#### INSTRUCTIONS FOR THE TASK
Set out exactly every line of the entries below, starting at the line that holds "use sopn::db::ballot_repo::BallotRow;" and stopping after the line that holds "unlocked GB ballot.".

Stored items from a collection
==========

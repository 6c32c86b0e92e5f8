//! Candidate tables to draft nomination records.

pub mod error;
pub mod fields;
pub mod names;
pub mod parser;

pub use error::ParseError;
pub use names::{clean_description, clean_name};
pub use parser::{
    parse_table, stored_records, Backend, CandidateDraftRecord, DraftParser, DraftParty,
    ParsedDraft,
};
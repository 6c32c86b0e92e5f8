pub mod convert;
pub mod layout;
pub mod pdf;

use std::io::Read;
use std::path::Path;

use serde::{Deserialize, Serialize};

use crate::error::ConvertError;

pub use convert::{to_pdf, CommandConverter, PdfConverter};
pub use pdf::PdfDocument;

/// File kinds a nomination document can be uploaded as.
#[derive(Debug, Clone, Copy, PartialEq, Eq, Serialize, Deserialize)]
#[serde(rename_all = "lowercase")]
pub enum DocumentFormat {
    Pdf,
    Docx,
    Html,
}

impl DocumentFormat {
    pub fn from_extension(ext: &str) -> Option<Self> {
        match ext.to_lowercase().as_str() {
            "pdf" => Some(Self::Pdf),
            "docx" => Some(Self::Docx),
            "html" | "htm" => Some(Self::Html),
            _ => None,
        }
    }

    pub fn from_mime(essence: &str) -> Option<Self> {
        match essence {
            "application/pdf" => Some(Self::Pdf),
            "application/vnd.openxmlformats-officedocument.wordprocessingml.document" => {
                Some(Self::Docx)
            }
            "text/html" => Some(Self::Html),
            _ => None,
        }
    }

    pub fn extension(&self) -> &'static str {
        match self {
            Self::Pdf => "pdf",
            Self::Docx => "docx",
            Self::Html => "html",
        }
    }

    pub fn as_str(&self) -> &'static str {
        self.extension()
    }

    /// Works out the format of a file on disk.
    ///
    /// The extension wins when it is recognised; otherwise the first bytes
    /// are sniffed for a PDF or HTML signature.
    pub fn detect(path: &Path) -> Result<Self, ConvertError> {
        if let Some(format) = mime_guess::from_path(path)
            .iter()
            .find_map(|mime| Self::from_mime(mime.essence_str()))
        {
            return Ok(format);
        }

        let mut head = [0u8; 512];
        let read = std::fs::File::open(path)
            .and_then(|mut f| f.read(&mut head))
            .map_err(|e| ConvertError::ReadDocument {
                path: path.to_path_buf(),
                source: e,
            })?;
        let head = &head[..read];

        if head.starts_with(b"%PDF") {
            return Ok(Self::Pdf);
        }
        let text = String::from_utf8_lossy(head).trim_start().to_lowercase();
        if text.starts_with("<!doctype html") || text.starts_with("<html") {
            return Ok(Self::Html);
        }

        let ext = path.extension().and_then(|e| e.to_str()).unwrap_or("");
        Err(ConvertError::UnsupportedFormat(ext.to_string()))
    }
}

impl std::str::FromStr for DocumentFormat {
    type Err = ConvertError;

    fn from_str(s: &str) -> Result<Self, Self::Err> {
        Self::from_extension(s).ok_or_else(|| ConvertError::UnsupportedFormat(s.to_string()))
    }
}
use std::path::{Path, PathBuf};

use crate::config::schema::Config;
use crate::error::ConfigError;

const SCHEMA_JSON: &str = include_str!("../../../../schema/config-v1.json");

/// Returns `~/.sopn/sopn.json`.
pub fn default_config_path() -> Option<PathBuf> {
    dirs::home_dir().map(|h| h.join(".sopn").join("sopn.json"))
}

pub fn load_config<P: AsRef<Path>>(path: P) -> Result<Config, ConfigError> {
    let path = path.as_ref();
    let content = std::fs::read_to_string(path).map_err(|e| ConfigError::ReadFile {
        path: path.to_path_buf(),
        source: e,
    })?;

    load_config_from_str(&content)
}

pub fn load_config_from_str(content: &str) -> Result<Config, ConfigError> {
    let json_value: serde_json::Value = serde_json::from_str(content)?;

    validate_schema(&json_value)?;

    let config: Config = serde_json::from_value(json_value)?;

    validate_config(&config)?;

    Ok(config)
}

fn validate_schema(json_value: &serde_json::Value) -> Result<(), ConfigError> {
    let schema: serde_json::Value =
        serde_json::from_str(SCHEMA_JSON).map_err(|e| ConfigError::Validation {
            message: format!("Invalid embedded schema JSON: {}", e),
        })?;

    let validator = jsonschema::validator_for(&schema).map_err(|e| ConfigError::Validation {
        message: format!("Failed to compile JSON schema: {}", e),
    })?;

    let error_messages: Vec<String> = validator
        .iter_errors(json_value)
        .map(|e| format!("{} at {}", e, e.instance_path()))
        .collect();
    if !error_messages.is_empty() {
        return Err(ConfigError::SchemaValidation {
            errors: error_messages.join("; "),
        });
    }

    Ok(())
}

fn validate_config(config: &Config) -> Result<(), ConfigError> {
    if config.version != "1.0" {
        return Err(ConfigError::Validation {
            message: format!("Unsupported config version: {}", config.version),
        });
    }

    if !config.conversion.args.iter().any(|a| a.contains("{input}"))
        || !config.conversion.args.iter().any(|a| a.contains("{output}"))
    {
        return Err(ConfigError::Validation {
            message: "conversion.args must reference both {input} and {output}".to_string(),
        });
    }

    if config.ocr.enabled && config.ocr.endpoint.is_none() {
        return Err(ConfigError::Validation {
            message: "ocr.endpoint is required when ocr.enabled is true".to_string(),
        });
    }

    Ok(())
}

==========

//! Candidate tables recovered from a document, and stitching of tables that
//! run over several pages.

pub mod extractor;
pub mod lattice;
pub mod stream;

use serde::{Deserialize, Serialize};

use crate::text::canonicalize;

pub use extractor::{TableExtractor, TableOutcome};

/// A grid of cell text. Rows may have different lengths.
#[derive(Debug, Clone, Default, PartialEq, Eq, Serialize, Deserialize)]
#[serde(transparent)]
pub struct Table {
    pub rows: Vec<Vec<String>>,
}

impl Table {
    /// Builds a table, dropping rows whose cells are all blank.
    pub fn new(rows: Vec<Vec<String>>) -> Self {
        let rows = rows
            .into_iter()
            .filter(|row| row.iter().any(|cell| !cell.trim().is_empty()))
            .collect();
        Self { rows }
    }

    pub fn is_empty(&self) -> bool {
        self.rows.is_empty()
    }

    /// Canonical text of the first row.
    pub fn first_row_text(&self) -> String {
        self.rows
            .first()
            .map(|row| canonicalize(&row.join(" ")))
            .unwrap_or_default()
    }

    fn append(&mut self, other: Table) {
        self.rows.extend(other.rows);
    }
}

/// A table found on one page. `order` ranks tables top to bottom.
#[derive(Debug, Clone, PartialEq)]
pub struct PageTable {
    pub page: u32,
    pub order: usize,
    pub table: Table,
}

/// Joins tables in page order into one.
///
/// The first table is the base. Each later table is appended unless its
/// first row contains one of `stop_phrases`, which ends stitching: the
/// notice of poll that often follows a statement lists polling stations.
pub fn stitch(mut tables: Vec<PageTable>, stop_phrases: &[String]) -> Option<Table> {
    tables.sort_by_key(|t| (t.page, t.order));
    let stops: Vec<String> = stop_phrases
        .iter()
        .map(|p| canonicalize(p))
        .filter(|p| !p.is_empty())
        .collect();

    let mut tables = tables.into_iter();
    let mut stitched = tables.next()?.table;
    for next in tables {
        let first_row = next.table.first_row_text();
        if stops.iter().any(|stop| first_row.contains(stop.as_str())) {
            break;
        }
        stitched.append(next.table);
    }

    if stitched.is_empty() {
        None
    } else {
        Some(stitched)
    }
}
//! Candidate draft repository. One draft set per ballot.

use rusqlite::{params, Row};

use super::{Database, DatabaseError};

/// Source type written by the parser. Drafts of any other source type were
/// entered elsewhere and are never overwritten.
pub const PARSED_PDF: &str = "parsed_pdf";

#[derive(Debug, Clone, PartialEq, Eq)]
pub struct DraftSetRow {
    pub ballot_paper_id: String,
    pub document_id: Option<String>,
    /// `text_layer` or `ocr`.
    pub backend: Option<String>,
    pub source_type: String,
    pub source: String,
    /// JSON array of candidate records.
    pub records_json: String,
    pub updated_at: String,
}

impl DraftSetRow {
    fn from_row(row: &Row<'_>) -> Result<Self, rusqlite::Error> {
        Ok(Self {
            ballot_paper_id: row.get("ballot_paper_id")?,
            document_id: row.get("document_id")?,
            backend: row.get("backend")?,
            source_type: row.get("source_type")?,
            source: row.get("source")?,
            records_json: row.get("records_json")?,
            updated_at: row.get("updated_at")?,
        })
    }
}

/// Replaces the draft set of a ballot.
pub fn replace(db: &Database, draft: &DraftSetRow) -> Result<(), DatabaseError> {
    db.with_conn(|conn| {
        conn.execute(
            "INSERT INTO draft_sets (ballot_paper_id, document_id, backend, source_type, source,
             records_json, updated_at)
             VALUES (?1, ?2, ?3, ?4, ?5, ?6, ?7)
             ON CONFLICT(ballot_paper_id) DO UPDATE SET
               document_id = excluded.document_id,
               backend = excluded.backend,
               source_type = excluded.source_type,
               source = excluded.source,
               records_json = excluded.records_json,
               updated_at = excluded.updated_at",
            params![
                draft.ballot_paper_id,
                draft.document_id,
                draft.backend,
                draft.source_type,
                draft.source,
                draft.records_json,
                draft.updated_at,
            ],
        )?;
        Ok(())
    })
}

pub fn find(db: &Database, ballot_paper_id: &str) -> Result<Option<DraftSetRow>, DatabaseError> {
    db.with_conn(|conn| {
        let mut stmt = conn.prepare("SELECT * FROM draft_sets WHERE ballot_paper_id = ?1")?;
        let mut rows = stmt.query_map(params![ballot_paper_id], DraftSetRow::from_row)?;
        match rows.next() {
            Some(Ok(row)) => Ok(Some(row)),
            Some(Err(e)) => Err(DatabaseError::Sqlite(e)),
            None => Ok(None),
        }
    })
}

==========

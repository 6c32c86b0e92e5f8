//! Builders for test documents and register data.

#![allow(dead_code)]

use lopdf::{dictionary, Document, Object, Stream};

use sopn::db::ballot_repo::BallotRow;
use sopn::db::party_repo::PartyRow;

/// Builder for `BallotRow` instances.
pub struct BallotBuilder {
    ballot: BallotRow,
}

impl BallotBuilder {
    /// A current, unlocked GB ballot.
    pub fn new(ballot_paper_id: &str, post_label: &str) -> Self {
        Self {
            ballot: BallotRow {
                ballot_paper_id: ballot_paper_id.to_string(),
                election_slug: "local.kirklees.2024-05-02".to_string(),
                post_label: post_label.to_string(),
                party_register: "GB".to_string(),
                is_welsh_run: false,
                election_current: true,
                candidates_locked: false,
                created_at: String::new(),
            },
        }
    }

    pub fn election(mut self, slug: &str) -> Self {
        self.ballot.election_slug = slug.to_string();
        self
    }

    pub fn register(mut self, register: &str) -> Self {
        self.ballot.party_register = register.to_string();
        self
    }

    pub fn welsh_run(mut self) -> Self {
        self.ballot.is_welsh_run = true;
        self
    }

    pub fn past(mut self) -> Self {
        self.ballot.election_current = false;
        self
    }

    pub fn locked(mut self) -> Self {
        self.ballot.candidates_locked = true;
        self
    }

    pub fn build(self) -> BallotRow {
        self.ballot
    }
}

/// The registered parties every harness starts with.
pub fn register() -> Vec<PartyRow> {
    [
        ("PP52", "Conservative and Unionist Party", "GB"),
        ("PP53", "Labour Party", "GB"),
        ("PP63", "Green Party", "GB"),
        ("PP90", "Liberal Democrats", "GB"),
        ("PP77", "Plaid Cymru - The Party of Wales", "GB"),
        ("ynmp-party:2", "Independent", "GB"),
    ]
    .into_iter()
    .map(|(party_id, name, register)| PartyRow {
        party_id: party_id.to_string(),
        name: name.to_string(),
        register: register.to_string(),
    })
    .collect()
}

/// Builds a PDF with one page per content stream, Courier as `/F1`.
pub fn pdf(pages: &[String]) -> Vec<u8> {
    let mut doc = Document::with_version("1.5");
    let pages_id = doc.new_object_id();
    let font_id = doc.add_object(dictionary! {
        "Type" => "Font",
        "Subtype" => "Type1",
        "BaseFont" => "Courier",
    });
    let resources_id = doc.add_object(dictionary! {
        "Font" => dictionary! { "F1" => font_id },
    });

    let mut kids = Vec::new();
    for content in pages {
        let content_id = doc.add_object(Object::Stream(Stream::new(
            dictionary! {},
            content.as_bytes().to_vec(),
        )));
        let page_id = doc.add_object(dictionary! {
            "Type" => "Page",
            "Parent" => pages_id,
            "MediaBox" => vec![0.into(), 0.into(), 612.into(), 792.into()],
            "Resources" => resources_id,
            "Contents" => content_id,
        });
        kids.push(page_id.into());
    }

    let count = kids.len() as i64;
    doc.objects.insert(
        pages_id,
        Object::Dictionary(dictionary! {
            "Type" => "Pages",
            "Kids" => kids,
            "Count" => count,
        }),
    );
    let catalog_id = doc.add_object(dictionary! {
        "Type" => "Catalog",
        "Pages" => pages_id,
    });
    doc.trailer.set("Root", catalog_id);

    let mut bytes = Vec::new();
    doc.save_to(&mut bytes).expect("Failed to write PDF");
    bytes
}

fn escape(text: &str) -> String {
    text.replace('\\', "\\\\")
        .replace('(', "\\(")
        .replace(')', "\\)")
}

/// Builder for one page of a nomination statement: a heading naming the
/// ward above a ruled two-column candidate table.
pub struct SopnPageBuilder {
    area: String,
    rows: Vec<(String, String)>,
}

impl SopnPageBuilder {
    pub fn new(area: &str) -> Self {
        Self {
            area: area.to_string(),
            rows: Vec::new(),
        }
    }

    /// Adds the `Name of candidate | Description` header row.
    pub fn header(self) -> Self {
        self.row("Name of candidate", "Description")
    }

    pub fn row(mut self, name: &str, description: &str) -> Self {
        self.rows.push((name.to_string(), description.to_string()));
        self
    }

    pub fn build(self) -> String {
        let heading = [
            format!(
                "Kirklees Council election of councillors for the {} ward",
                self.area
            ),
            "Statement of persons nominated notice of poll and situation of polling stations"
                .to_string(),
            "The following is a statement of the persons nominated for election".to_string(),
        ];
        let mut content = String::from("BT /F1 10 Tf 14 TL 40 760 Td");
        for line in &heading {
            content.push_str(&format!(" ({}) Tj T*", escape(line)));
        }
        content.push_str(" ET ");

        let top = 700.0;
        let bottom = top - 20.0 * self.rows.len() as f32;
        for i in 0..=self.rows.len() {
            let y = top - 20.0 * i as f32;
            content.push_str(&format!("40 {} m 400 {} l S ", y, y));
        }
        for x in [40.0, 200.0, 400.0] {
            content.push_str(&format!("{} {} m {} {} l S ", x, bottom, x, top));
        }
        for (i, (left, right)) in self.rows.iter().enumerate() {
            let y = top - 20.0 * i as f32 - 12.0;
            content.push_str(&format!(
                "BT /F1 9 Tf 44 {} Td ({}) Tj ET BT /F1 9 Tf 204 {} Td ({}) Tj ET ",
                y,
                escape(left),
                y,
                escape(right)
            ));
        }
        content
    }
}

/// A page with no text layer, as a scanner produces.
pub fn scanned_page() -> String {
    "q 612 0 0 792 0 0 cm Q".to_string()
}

==========

#### WORKED SOLUTION
use sopn::db::ballot_repo::BallotRow;
use sopn::db::party_repo::PartyRow;

/// Builder for `BallotRow` instances.
pub struct BallotBuilder {
    ballot: BallotRow,
}

impl BallotBuilder {
    /// A current, unlocked GB ballot.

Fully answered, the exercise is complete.